ID 479167
Lot 157 | MERIAN, Maria Sibylla (1647-1717) Dissertatio de generatione...
Estimate value
$ 80 000 – 120 000
The famous treatise on the insects of Surinam by the naturalist-artist Maria Sibylla Merian, interleaved with a manuscript translation by writing master William Chinnery. Born in Frankfurt in 1647, Merian was the daughter of the engraver Matthäus Merian and step-daughter of the flower painter Jacob Marrel. She studied miniature painting under her step-father’s pupil, Abraham Mignon, and became interested in insects from an early age, capturing and drawing specimens from life. Merian’s scientific work is notable for its accurate observation of insect life and transformation in an age when spontaneous generation was still widely accepted. After divorcing her husband, Merian and her two daughters spent a period of time living with the Labadist religious community at Castle Waltha, which contained a fine collection of tropical insects brought back from Surinam (then Dutch Guiana) by Cornelius van Sommerdijk.

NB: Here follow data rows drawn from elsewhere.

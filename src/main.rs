//! Step-to-Sign link: demo entry point.
//!
//! Runs one full companion session against the simulated insole:
//!
//! ```text
//! ┌──────────────────────────────────────────────────────────────┐
//! │                    Adapters (outer ring)                     │
//! │                                                              │
//! │  SimulatedDevice   MonotonicTime   LogEventSink  DryRunLedger│
//! │  (BleLink)         (TimePort)      (EventSink)   (LedgerPort)│
//! │                                                              │
//! │  ──────────────── Port Trait Boundary ─────────────────────  │
//! │                                                              │
//! │  ┌────────────────────────────────────────────────────────┐  │
//! │  │  DeviceClient ─▶ LinkService (framing · signing ·      │  │
//! │  │                  sessions · archive)                   │  │
//! │  └────────────────────────────────────────────────────────┘  │
//! │                                                              │
//! │  TrainingWorkflow (plan · collect · CSV export)              │
//! └──────────────────────────────────────────────────────────────┘
//! ```
//!
//! Usage: `steptosign [config.json]`.  Keys missing from the file keep
//! their defaults.
#![deny(unused_must_use)]

use anyhow::{Context, Result, bail};
use blake2::digest::consts::U32;
use blake2::{Blake2b, Digest};
use edge_executor::LocalExecutor;
use log::{info, warn};

use steptosign::adapters::log_sink::LogEventSink;
use steptosign::adapters::sim_link::SimulatedDevice;
use steptosign::adapters::time::MonotonicTime;
use steptosign::app::ports::{BroadcastReceipt, LedgerError, LedgerPort};
use steptosign::app::DeviceClient;
use steptosign::config::LinkConfig;
use steptosign::protocol::SignedTransaction;
use steptosign::training::{TrainingWorkflow, to_csv};

/// Gestures recorded by the demo.
const DEMO_GESTURES: [&str; 2] = ["heel_tap", "toe_raise"];
/// Per-gesture target when no config file is given.
const DEMO_TARGET: u32 = 50;

// ── Ledger stand-in ───────────────────────────────────────────
//
// Accepts any well-formed signature and answers with a digest over
// the signed bytes, so the signing round completes offline.

struct DryRunLedger;

impl LedgerPort for DryRunLedger {
    async fn broadcast(&mut self, tx: &SignedTransaction) -> Result<BroadcastReceipt, LedgerError> {
        let signature = tx
            .signature_bytes()
            .map_err(|_| LedgerError::InvalidTransaction)?;
        let message = tx
            .message_bytes()
            .map_err(|_| LedgerError::InvalidTransaction)?;
        let mut hasher = Blake2b::<U32>::new();
        hasher.update(&message);
        hasher.update(&signature);
        Ok(BroadcastReceipt {
            digest: hex::encode(hasher.finalize()),
        })
    }
}

fn load_config() -> Result<LinkConfig> {
    let Some(path) = std::env::args().nth(1) else {
        return Ok(LinkConfig {
            default_target_samples: DEMO_TARGET,
            ..LinkConfig::default()
        });
    };
    let json = std::fs::read_to_string(&path).with_context(|| format!("reading {path}"))?;
    let config = LinkConfig::from_json(&json).with_context(|| format!("parsing {path}"))?;
    info!("Config loaded from {path}");
    Ok(config)
}

fn main() -> Result<()> {
    env_logger::Builder::from_env(env_logger::Env::default().default_filter_or("info")).init();

    info!("╔══════════════════════════════════════╗");
    info!("║  Step-to-Sign link v{}            ║", env!("CARGO_PKG_VERSION"));
    info!("╚══════════════════════════════════════╝");

    let config = load_config()?;
    let executor: LocalExecutor<'_, 8> = LocalExecutor::new();
    futures_lite::future::block_on(executor.run(run(config)))
}

async fn run(config: LinkConfig) -> Result<()> {
    let mut sink = LogEventSink::new();
    let mut workflow = TrainingWorkflow::new(&config);
    let mut client = DeviceClient::new(SimulatedDevice::default(), MonotonicTime::new(), config)?;

    // ── Connect ───────────────────────────────────────────────
    let devices = client.scan().await?;
    let Some(device) = devices.first() else {
        bail!("no Step-to-Sign device in range");
    };
    info!("Connecting to {} ({}, rssi {:?})", device.name, device.id, device.rssi);
    client.connect(&device.id, &mut sink).await?;

    // ── Identity & signing ────────────────────────────────────
    let identity = client.request_address(&mut sink).await?;
    info!("Wallet address: {}", identity.address);

    let receipt = client
        .sign_and_broadcast(b"transfer 1 SUI to 0xfeed", &mut DryRunLedger, &mut sink)
        .await?;
    info!(
        "Transaction {} accepted, flow back to {}",
        receipt.digest,
        client.service().signing_state().as_str()
    );

    // ── Gesture collection ────────────────────────────────────
    for gesture in DEMO_GESTURES {
        workflow.add_gesture(gesture)?;
    }
    for entry in workflow.gestures() {
        info!("Planned '{}' ({} samples)", entry.name, entry.target);
    }
    workflow.begin_collection()?;

    for gesture in DEMO_GESTURES {
        match workflow.collect(&mut client, gesture, &mut sink).await {
            Ok(n) => info!("'{gesture}': {n} samples archived"),
            Err(e) => warn!("'{gesture}': collection failed: {e}"),
        }
        info!("Collection {:.0}% complete", workflow.total_progress());
    }
    if !workflow.all_gestures_complete() {
        warn!("Some gestures are short of their target");
    }

    // ── Summary ───────────────────────────────────────────────
    let archive = client.service().archive();
    info!(
        "Archive: {} gesture(s), {} sample(s)",
        archive.gestures().count(),
        archive.total_samples()
    );
    let samples: Vec<_> = archive.all_samples().cloned().collect();
    let csv = to_csv(&samples);
    info!("CSV export: {} line(s), {} B", csv.lines().count(), csv.len());

    let stats = client.service().imu_stats();
    info!("IMU: {:?}", stats);

    client.disconnect(&mut sink).await?;
    Ok(())
}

Inspired, she traveled to Surinam with her daughter Dorothea in 1699. The women spent two years recording insects and plants, often aided by enslaved Africans and Indigenous people who brought them specimens and contributed traditional knowledge about their properties. The resulting book is “easily the most magnificent work on insects so far produced ... her portrayals of living insects and other animals were imbued with a charm, a minuteness of observation and an artistic sensibility that had not previously been seen in a natural history book” (Dance). First published in 1705, this expanded second edition was printed after her death in 1719, with the addition of 12 plates after her elder daughter Johanna. J. Landwehr, Dutch Books with Coloured Plates, 131; Nissen BBI 1341; Sitwell, p. 119. See Peter Dance, The Art of Natural History, pp. 50-51.
Folio (482 x 337mm). Engraved frontispiece and 72 engraved illustrations, all hand-colored; engraved vignettes (slight worming at lower gutter, occasional spots and stains, some light toning). Text interleaved with calligraphic manuscript translation by William Chinnery, dated 1734. Eighteenth-century reversed calf (rebacked, corners repaired). Provenance: sold by Thomas Osbourne (sale 29 May 1749, lot 164) – Lord Wenman (probably Philip, 7th Viscount, 1742-1800; armorial bookplate).